The service would no launch and the logs showed:
Jan 02 15:13:17 raspberrypi systemd[1]: Started Caddy HTTP/2 web server.
Jan 02 15:13:17 raspberrypi caddy[1378]: Activating privacy features… done.
Jan 02 15:13:17 raspberrypi caddy[1378]: 2018/01/02 15:13:17 listen tcp :80: bind: permission denied
Jan 02 15:13:17 raspberrypi systemd[1]: caddy.service: Main process exited, code=exited, status=1/FAILURE
Jan 02 15:13:17 raspberrypi systemd[1]: caddy.service: Unit entered failed state.
Jan 02 15:13:17 raspberrypi systemd[1]: caddy.service: Failed with result ‘exit-code’.
setcap 'cap_net_bind_service=+ep' /usr/local/bin/caddy was done as per the caddy systemd howto
After a bit of fiddling into the caddy.service file I found that the culprit was this line:
; Use a minimal /dev
PrivateDevices=true
Running fine without it. Any idea why? Does that line have anything to do with the bind-to-port problem?

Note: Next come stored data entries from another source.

//! Utility functions and helpers.

pub mod http;
pub mod retry;

use url::Url;

/// Resolve a potentially relative URL against a base URL.
pub fn resolve_url(base: &Url, href: &str) -> String {
    base.join(href)
        .map(|u| u.to_string())
        .unwrap_or_else(|_| href.to_string())
}

/// Absolute URL for a catalog link.
///
/// Blank hrefs give an empty string, `http(s)` hrefs are kept as-is and
/// anything else is joined onto the site root.
pub fn abs_url(base: &str, href: &str) -> String {
    let href = href.trim();
    if href.is_empty() {
        return String::new();
    }
    if href.starts_with("http://") || href.starts_with("https://") {
        return href.to_string();
    }
    if href.starts_with("//") {
        let scheme = base.split("://").next().unwrap_or("https");
        return format!("{scheme}:{href}");
    }
    match Url::parse(base) {
        Ok(base_url) if href.starts_with('/') => resolve_url(&base_url, href),
        _ => {
            let sep = if href.starts_with('/') { "" } else { "/" };
            format!("{}{}{}", base.trim_end_matches('/'), sep, href)
        }
    }
}

/// Collapse runs of whitespace and trim.
pub fn normalize_whitespace(s: &str) -> String {
    s.split_whitespace().collect::<Vec<_>>().join(" ")
}

#[cfg(test)]
mod tests {
    use super::*;

    #[test]
    fn test_resolve_url() {
        let base = Url::parse("https://example.com/path/").unwrap();
        assert_eq!(
            resolve_url(&base, "/root.html"),
            "https://example.com/root.html"
        );
        assert_eq!(
            resolve_url(&base, "https://other.com/x"),
            "https://other.com/x"
        );
    }

    #[test]
    fn test_abs_url() {
        let base = "https://www.escolavirtual.gov.br";
        assert_eq!(abs_url(base, ""), "");
        assert_eq!(abs_url(base, "   "), "");
        assert_eq!(
            abs_url(base, "/curso/123"),
            "https://www.escolavirtual.gov.br/curso/123"
        );
        assert_eq!(
            abs_url(base, "curso/123"),
            "https://www.escolavirtual.gov.br/curso/123"
        );
        assert_eq!(abs_url(base, "https://x.br/a"), "https://x.br/a");
        assert_eq!(abs_url(base, "//cdn.x.br/a"), "https://cdn.x.br/a");
    }

    #[test]
    fn test_abs_url_keeps_base_path_prefix_for_relative() {
        assert_eq!(
            abs_url("http://127.0.0.1:8080/", "cursos/online/a/b"),
            "http://127.0.0.1:8080/cursos/online/a/b"
        );
    }

    #[test]
    fn test_normalize_whitespace() {
        assert_eq!(normalize_whitespace("  Curso \n  de\tExcel "), "Curso de Excel");
    }
}
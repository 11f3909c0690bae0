// tests/pipeline_flow.rs
//
// Collect → detect → dispatch → recover against a served catalog, a
// file store in a temp dir and a recording notification port.

mod common;

use std::collections::HashMap;
use std::sync::{Arc, Mutex};

use async_trait::async_trait;
use axum::{Router, extract::Query, response::Html, routing::get};
use course_crawler::error::{AppError, Result};
use course_crawler::models::{Config, Course, PlatformConfig};
use course_crawler::notify::NotificationPort;
use course_crawler::pipeline::{
    ChangeDetector, CollectStatus, CollectionOrchestrator, NewCourseNotifier, PendingNotifier,
};
use course_crawler::services::{AdapterRegistry, AdapterSettings, StopReason};
use course_crawler::storage::{CourseStore, LatestQuery, LocalStorage};
use tempfile::TempDir;
use tokio_util::sync::CancellationToken;

use common::{fast_config, fgv_cards, serve};

/// Records every call; fails new-course calls while `down` is set.
#[derive(Default)]
struct RecordingPort {
    slices: Mutex<Vec<Vec<String>>>,
    summaries: Mutex<Vec<usize>>,
    down: Mutex<bool>,
}

impl RecordingPort {
    fn set_down(&self, down: bool) {
        *self.down.lock().unwrap() = down;
    }

    fn delivered(&self) -> usize {
        self.slices.lock().unwrap().iter().map(Vec::len).sum()
    }
}

#[async_trait]
impl NotificationPort for RecordingPort {
    fn name(&self) -> &str {
        "recording"
    }

    async fn notify_new_courses(&self, _: &str, courses: &[Course]) -> Result<()> {
        if *self.down.lock().unwrap() {
            return Err(AppError::notify("recording", "channel down"));
        }
        self.slices
            .lock()
            .unwrap()
            .push(courses.iter().map(|c| c.title.clone()).collect());
        Ok(())
    }

    async fn notify_summary(&self, _: &str, total_new: usize, _: Option<&str>) -> Result<()> {
        self.summaries.lock().unwrap().push(total_new);
        Ok(())
    }
}

struct Harness {
    _dir: TempDir,
    config: Config,
    storage: Arc<LocalStorage>,
    port: Arc<RecordingPort>,
    orchestrator: CollectionOrchestrator,
    pending: PendingNotifier,
}

async fn harness(base: &str) -> Harness {
    let dir = TempDir::new().unwrap();
    let mut config = fast_config();
    config.platforms = vec![PlatformConfig {
        base_url: base.to_string(),
        ..PlatformConfig::named("fgv")
    }];
    config.notify.max_per_run = 40;
    config.notify.per_message = 8;
    config.pending.per_message = 8;

    let storage = Arc::new(LocalStorage::open(dir.path(), &config.platforms).await.unwrap());
    let port = Arc::new(RecordingPort::default());
    let adapters = AdapterRegistry::with_defaults(&AdapterSettings::from_config(&config)).unwrap();
    let orchestrator = CollectionOrchestrator::new(
        Arc::new(config.clone()),
        storage.clone(),
        adapters,
        ChangeDetector::new(storage.clone()),
        NewCourseNotifier::new(port.clone(), storage.clone(), &config.notify),
        CancellationToken::new(),
    );
    let pending = PendingNotifier::new(storage.clone(), port.clone(), &config.pending);

    Harness {
        _dir: dir,
        config,
        storage,
        port,
        orchestrator,
        pending,
    }
}

/// 45 courses over pages 0..=2, then an empty page.
fn catalog() -> Router {
    Router::new().route(
        "/cursos/gratuitos",
        get(|Query(params): Query<HashMap<String, String>>| async move {
            let page: u32 = params.get("page").and_then(|p| p.parse().ok()).unwrap_or(99);
            let count = match page {
                0 | 1 => 20,
                2 => 5,
                _ => 0,
            };
            Html(fgv_cards(&format!("p{page}"), count))
        }),
    )
}

#[tokio::test]
async fn first_run_announces_then_second_run_is_quiet() {
    let base = serve(catalog()).await;
    let h = harness(&base).await;

    let report = h.orchestrator.collect_for_platform("fgv", Some(10)).await.unwrap();
    assert_eq!(report.status, CollectStatus::Completed);
    assert_eq!(report.stop_reason, Some(StopReason::NoCards));
    assert_eq!(report.fetched, 45);
    assert_eq!(report.changes.new, 45);

    // 40 announced in slices of 8, the remaining 5 summarized
    let sizes: Vec<usize> = h.port.slices.lock().unwrap().iter().map(Vec::len).collect();
    assert_eq!(sizes, vec![8, 8, 8, 8, 8]);
    assert_eq!(*h.port.summaries.lock().unwrap(), vec![5]);

    let second = h.orchestrator.collect_for_platform("fgv", Some(10)).await.unwrap();
    assert_eq!(second.changes.new, 0);
    assert_eq!(second.changes.unchanged, 45);
    assert_eq!(h.port.slices.lock().unwrap().len(), 5);

    let course_id = h
        .storage
        .find_latest(&LatestQuery {
            platform: Some("fgv".into()),
            size: 1,
            ..LatestQuery::default()
        })
        .await
        .unwrap()[0]
        .id
        .unwrap();
    assert_eq!(h.storage.snapshots_for(course_id).await.unwrap().len(), 2);
}

#[tokio::test]
async fn recovery_marks_only_delivered_batches() {
    let base = serve(catalog()).await;
    let h = harness(&base).await;

    // Dispatch never marks by default, so everything collected stays pending.
    h.port.set_down(true);
    h.orchestrator.collect_for_platform("fgv", Some(10)).await.unwrap();
    assert_eq!(h.port.delivered(), 0);
    assert_eq!(h.storage.find_pending("fgv", 500).await.unwrap().len(), 45);

    let failed = h.pending.flush_platform("fgv").await.unwrap();
    assert_eq!(failed.pending, 40);
    assert_eq!(failed.marked, 0);
    assert_eq!(h.storage.find_pending("fgv", 500).await.unwrap().len(), 45);

    h.port.set_down(false);
    let first = h.pending.flush_platform("fgv").await.unwrap();
    assert_eq!(first.marked, 40);
    let second = h.pending.flush_platform("fgv").await.unwrap();
    assert_eq!(second.marked, 5);
    assert!(h.storage.find_pending("fgv", 500).await.unwrap().is_empty());
    assert_eq!(h.port.delivered(), 45);

    // Oldest first: the first recovered slice starts with the first course of page 0.
    assert_eq!(h.port.slices.lock().unwrap()[0][0], "Curso p0 0");
}

#[tokio::test]
async fn unknown_and_disabled_platforms() {
    let base = serve(catalog()).await;
    let mut h = harness(&base).await;

    let err = h.orchestrator.collect_for_platform("coursera", None).await.unwrap_err();
    assert!(matches!(err, AppError::NotFound(_)));

    h.config.platforms[0].enabled = false;
    let dir = TempDir::new().unwrap();
    let storage = Arc::new(LocalStorage::open(dir.path(), &h.config.platforms).await.unwrap());
    let orchestrator = CollectionOrchestrator::new(
        Arc::new(h.config.clone()),
        storage.clone(),
        AdapterRegistry::new(),
        ChangeDetector::new(storage.clone()),
        NewCourseNotifier::new(h.port.clone(), storage.clone(), &h.config.notify),
        CancellationToken::new(),
    );
    let report = orchestrator.collect_for_platform("FGV", None).await.unwrap();
    assert_eq!(report.status, CollectStatus::Disabled);
    assert!(orchestrator.collect_all_enabled().await.is_empty());
}

#[tokio::test]
async fn held_lease_skips_the_run() {
    let base = serve(catalog()).await;
    let h = harness(&base).await;

    let _lease = h.orchestrator.locks().try_acquire("fgv").unwrap();
    let report = h.orchestrator.collect_for_platform("fgv", None).await.unwrap();
    assert_eq!(report.status, CollectStatus::Busy);
    assert_eq!(report.fetched, 0);
}

#[tokio::test]
async fn mark_on_dispatch_marks_sent_slices() {
    let base = serve(catalog()).await;
    let mut h = harness(&base).await;
    h.config.notify.mark_on_dispatch = true;

    let dispatcher = NewCourseNotifier::new(h.port.clone(), h.storage.clone(), &h.config.notify);
    let orchestrator = CollectionOrchestrator::new(
        Arc::new(h.config.clone()),
        h.storage.clone(),
        AdapterRegistry::with_defaults(&AdapterSettings::from_config(&h.config)).unwrap(),
        ChangeDetector::new(h.storage.clone()),
        dispatcher,
        CancellationToken::new(),
    );
    let report = orchestrator.collect_for_platform("fgv", Some(10)).await.unwrap();

    assert_eq!(report.dispatch.marked, 40);
    // the summarized remainder is left for recovery
    assert_eq!(h.storage.find_pending("fgv", 500).await.unwrap().len(), 5);
}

And, BTW, thanks to the devs for Caddy. I am a fan of golang and love using it as a web server.
Note that PrivateDevices=yes should not be used for:
Services that actually require physical device access
Services which may be used to execute arbitrary user or administrator supplied programs (such as cron, …). We shouldn’t limit what people can do with these services.

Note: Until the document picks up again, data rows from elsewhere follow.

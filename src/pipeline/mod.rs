//! Pipeline stages built on the adapters, the store and the notification port.
//!
//! - `collect`: fetch a source, detect changes, announce new courses
//! - `pending`: re-send announcements that never went out
//! - `schedule`: periodic loops driving both

pub mod collect;
pub mod diff;
pub mod dispatch;
pub mod lease;
pub mod pending;
pub mod schedule;

pub use collect::{CollectReport, CollectStatus, CollectionOrchestrator};
pub use diff::{ChangeCounts, ChangeDetector, ChangeReport, is_relevant_update};
pub use dispatch::{DispatchReport, NewCourseNotifier, summary_link};
pub use lease::{RunLease, RunLocks};
pub use pending::{FlushReport, PendingNotifier};
pub use schedule::{run_collect_loop, run_pending_loop, spawn_schedulers};
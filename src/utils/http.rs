// src/utils/http.rs

//! HTTP fetch layer: stateless page fetches and cookie-keeping sessions.
//!
//! Neither variant returns transport errors to adapters. A page either comes
//! back as [`FetchedPage`] or the caller receives a [`FetchFailure`] after the
//! retry budget is spent, so "empty catalog" and "page withheld" stay distinct.

use std::fmt;
use std::time::Duration;

use reqwest::header::{
    ACCEPT, ACCEPT_LANGUAGE, CACHE_CONTROL, HeaderMap, HeaderValue, PRAGMA, REFERER, USER_AGENT,
};
use reqwest::{Client, StatusCode};
use scraper::Html;
use tokio_util::sync::CancellationToken;

use crate::error::{AppError, Result};
use crate::models::HttpConfig;
use crate::utils::retry::{RetryPolicy, sleep_or_cancel};

/// A page body returned by the fetch layer.
#[derive(Debug, Clone)]
pub struct FetchedPage {
    pub url: String,
    pub status: u16,
    pub body: String,
}

impl FetchedPage {
    /// Parse the body as an HTML document.
    ///
    /// `Html` is not `Send`, so parse inside synchronous extraction code and
    /// drop the document before the next `.await`.
    pub fn document(&self) -> Html {
        Html::parse_document(&self.body)
    }
}

/// Fetch that gave up after exhausting its attempts.
#[derive(Debug, Clone, PartialEq, Eq)]
pub struct FetchFailure {
    pub url: String,
    pub attempts: u32,
    pub reason: String,
    pub cancelled: bool,
}

impl fmt::Display for FetchFailure {
    fn fmt(&self, f: &mut fmt::Formatter<'_>) -> fmt::Result {
        if self.cancelled {
            write!(f, "cancelled after {} attempt(s)", self.attempts)
        } else {
            write!(f, "{} after {} attempt(s)", self.reason, self.attempts)
        }
    }
}

impl From<FetchFailure> for AppError {
    fn from(f: FetchFailure) -> Self {
        AppError::fetch(f.url.clone(), f)
    }
}

pub type FetchResult = std::result::Result<FetchedPage, FetchFailure>;

enum Attempt {
    Page(FetchedPage),
    Retry {
        reason: String,
        wait: Option<Duration>,
    },
}

fn header_value(name: &str, value: &str) -> Result<HeaderValue> {
    HeaderValue::from_str(value).map_err(|e| AppError::config(format!("http.{name}: {e}")))
}

/// Browser-like default headers shared by both fetch variants.
fn browser_headers(config: &HttpConfig) -> Result<HeaderMap> {
    let mut headers = HeaderMap::new();
    headers.insert(ACCEPT, header_value("accept", &config.accept)?);
    headers.insert(
        ACCEPT_LANGUAGE,
        header_value("accept_language", &config.accept_language)?,
    );
    headers.insert(REFERER, header_value("referrer", &config.referrer)?);
    headers.insert(CACHE_CONTROL, HeaderValue::from_static("no-cache"));
    headers.insert(PRAGMA, HeaderValue::from_static("no-cache"));
    Ok(headers)
}

/// Stateless fetcher alternating between the primary and fallback user agents.
#[derive(Clone)]
pub struct HttpFetch {
    client: Client,
    config: HttpConfig,
}

impl HttpFetch {
    pub fn new(config: &HttpConfig) -> Result<Self> {
        let client = Client::builder()
            .default_headers(browser_headers(config)?)
            .timeout(Duration::from_millis(config.timeout_ms))
            .build()?;
        Ok(Self {
            client,
            config: config.clone(),
        })
    }

    /// GET a page, trying the primary then fallback agent before backing off.
    pub async fn get(&self, url: &str, cancel: &CancellationToken) -> FetchResult {
        let agents = [
            self.config.user_agent.as_str(),
            self.config.fallback_user_agent.as_str(),
        ];
        fetch_with_retries(&self.client, &self.config, url, &agents, true, cancel).await
    }
}

/// Cookie-keeping session for sources that hand out anti-bot cookies.
///
/// Create one per collection run; cookies live as long as the session.
pub struct HttpSession {
    client: Client,
    config: HttpConfig,
}

impl HttpSession {
    pub fn new(config: &HttpConfig) -> Result<Self> {
        let client = Client::builder()
            .cookie_store(true)
            .default_headers(browser_headers(config)?)
            .timeout(Duration::from_millis(config.timeout_ms))
            .build()?;
        Ok(Self {
            client,
            config: config.clone(),
        })
    }

    /// Visit a page only to collect cookies. Failures are logged, never fatal.
    pub async fn warm_up(&self, url: &str, cancel: &CancellationToken) -> bool {
        match self.get(url, cancel).await {
            Ok(page) => {
                log::debug!("warm-up ok url={} status={}", url, page.status);
                true
            }
            Err(failure) => {
                log::warn!("warm-up failed url={}: {}", url, failure);
                false
            }
        }
    }

    pub async fn get(&self, url: &str, cancel: &CancellationToken) -> FetchResult {
        let agents = [self.config.session_user_agent.as_str()];
        fetch_with_retries(&self.client, &self.config, url, &agents, false, cancel).await
    }
}

/// Attempt `agents.len() + retry.max_retries` requests.
///
/// The first round tries each agent once without waiting; later attempts
/// sleep according to the retry policy, or the server's `Retry-After` on 429.
async fn fetch_with_retries(
    client: &Client,
    config: &HttpConfig,
    url: &str,
    agents: &[&str],
    grow_timeout: bool,
    cancel: &CancellationToken,
) -> FetchResult {
    let policy = &config.retry;
    let first_round = agents.len().max(1) as u32;
    let total = first_round + policy.max_retries;

    let mut reason = String::from("no attempt made");
    let mut hinted_wait: Option<Duration> = None;

    for attempt in 0..total {
        let retry_no = attempt.saturating_sub(first_round - 1);
        let wait = match hinted_wait.take() {
            Some(wait) => wait,
            None if attempt >= first_round => policy.delay_for(retry_no),
            None => Duration::ZERO,
        };
        if !sleep_or_cancel(wait, cancel).await {
            return Err(cancelled(url, attempt));
        }

        let agent = agents.get(attempt as usize % agents.len().max(1)).copied();
        let mut timeout = Duration::from_millis(config.timeout_ms);
        if grow_timeout && attempt >= first_round {
            timeout += Duration::from_millis(config.timeout_step_ms * u64::from(retry_no));
        }

        let outcome = tokio::select! {
            _ = cancel.cancelled() => return Err(cancelled(url, attempt + 1)),
            outcome = attempt_once(client, url, agent, timeout, policy) => outcome,
        };

        match outcome {
            Attempt::Page(page) => {
                if attempt > 0 {
                    log::debug!("fetched url={} on attempt {}", url, attempt + 1);
                }
                return Ok(page);
            }
            Attempt::Retry { reason: why, wait } => {
                log::debug!("attempt {}/{} failed url={}: {}", attempt + 1, total, url, why);
                reason = why;
                hinted_wait = wait;
            }
        }
    }

    log::warn!("fetch failed url={} after {} attempt(s): {}", url, total, reason);
    Err(FetchFailure {
        url: url.to_string(),
        attempts: total,
        reason,
        cancelled: false,
    })
}

fn cancelled(url: &str, attempts: u32) -> FetchFailure {
    FetchFailure {
        url: url.to_string(),
        attempts,
        reason: "cancelled".into(),
        cancelled: true,
    }
}

async fn attempt_once(
    client: &Client,
    url: &str,
    agent: Option<&str>,
    timeout: Duration,
    policy: &RetryPolicy,
) -> Attempt {
    let mut request = client.get(url).timeout(timeout);
    if let Some(agent) = agent {
        request = request.header(USER_AGENT, agent);
    }

    let response = match request.send().await {
        Ok(r) => r,
        Err(e) => {
            return Attempt::Retry {
                reason: e.to_string(),
                wait: None,
            };
        }
    };

    let status = response.status();
    let rate_wait = if status == StatusCode::TOO_MANY_REQUESTS {
        Some(policy.rate_limit_delay(response.headers()))
    } else {
        None
    };

    if !(status.is_success() || status.is_redirection()) {
        return Attempt::Retry {
            reason: format!("HTTP {}", status.as_u16()),
            wait: rate_wait,
        };
    }

    let final_url = response.url().to_string();
    match response.text().await {
        Ok(body) if status.is_redirection() && body.trim().is_empty() => Attempt::Retry {
            reason: format!("HTTP {} without body", status.as_u16()),
            wait: None,
        },
        Ok(body) => {
            if status.is_redirection() {
                log::debug!("parsing {} body from url={}", status.as_u16(), url);
            }
            Attempt::Page(FetchedPage {
                url: final_url,
                status: status.as_u16(),
                body,
            })
        }
        Err(e) => Attempt::Retry {
            reason: format!("body read failed: {e}"),
            wait: None,
        },
    }
}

This option creates a new file system namespace where mount/umount propagation is turned off back into the host. This means that mounts made by the service will stay private to the service. Thus this option should not be used by services which shall be able to establish mounts in the host.

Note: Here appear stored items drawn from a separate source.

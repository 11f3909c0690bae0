// src/services/area.rs

//! Keyword-based topical area guess for course titles.

/// Ordered keyword rules; the first rule with a matching keyword wins.
#[derive(Debug, Clone)]
pub struct AreaClassifier {
    rules: Vec<Rule>,
}

#[derive(Debug, Clone, Copy)]
struct Rule {
    area: &'static str,
    keywords: &'static [&'static str],
}

const fn rule(area: &'static str, keywords: &'static [&'static str]) -> Rule {
    Rule { area, keywords }
}

const DATA_AI: &str = "Dados & IA";
const FINANCE: &str = "Finanças & Contabilidade";
const BUSINESS: &str = "Gestão & Negócios";
const MARKETING: &str = "Marketing & Vendas";
const HEALTH: &str = "Saúde & Bem-estar";
const TECH: &str = "Tecnologia";
const LAW: &str = "Direito";

/// Matched as whole words only; "ia" as a substring hits words like "gerência".
const WHOLE_WORDS: &[&str] = &["ia"];

impl AreaClassifier {
    /// Rules shared by the government and small-business catalogs.
    pub fn standard() -> Self {
        Self {
            rules: vec![
                rule(DATA_AI, &["dados", "inteligência artificial", "ia"]),
                rule(FINANCE, &["finan"]),
                rule(BUSINESS, &["gest", "empreend"]),
                rule(MARKETING, &["marketing", "vendas"]),
                rule(HEALTH, &["saúde"]),
                rule(TECH, &["tecnolog"]),
            ],
        }
    }

    /// Executive-education catalog: adds administration and law.
    pub fn executive() -> Self {
        Self {
            rules: vec![
                rule(DATA_AI, &["dados", "ciência de dados", "inteligência artificial", "ia"]),
                rule(FINANCE, &["finan"]),
                rule(BUSINESS, &["gest", "administra", "executiva"]),
                rule(MARKETING, &["marketing", "vendas"]),
                rule(LAW, &["direito"]),
                rule(TECH, &["tecnolog"]),
            ],
        }
    }

    pub fn classify(&self, title: &str) -> Option<String> {
        let lower = title.to_lowercase();
        let words: Vec<&str> = lower
            .split(|c: char| !c.is_alphanumeric())
            .filter(|w| !w.is_empty())
            .collect();

        self.rules
            .iter()
            .find(|rule| {
                rule.keywords.iter().any(|kw| {
                    if WHOLE_WORDS.contains(kw) {
                        words.contains(kw)
                    } else {
                        lower.contains(kw)
                    }
                })
            })
            .map(|rule| rule.area.to_string())
    }
}

impl Default for AreaClassifier {
    fn default() -> Self {
        Self::standard()
    }
}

I really want to keep the Caddy repo as free from system admin-related issues as much as possible, and keep it focused on Caddy itself. But we can make changes to the dist/init files for the better in the meantime; just submit a pull request.
Yes, it works without any error message with that systemd directive . Thanks. But it works also without the PrivateDevices=true directive. I don’t know which solution is better:
Up to you if you think hiding disks and other devices from Caddy is a reasonable security measure. Personally I don’t think it’s necessary, given that Caddy is open source and doesn’t interact directly with your devices anyway.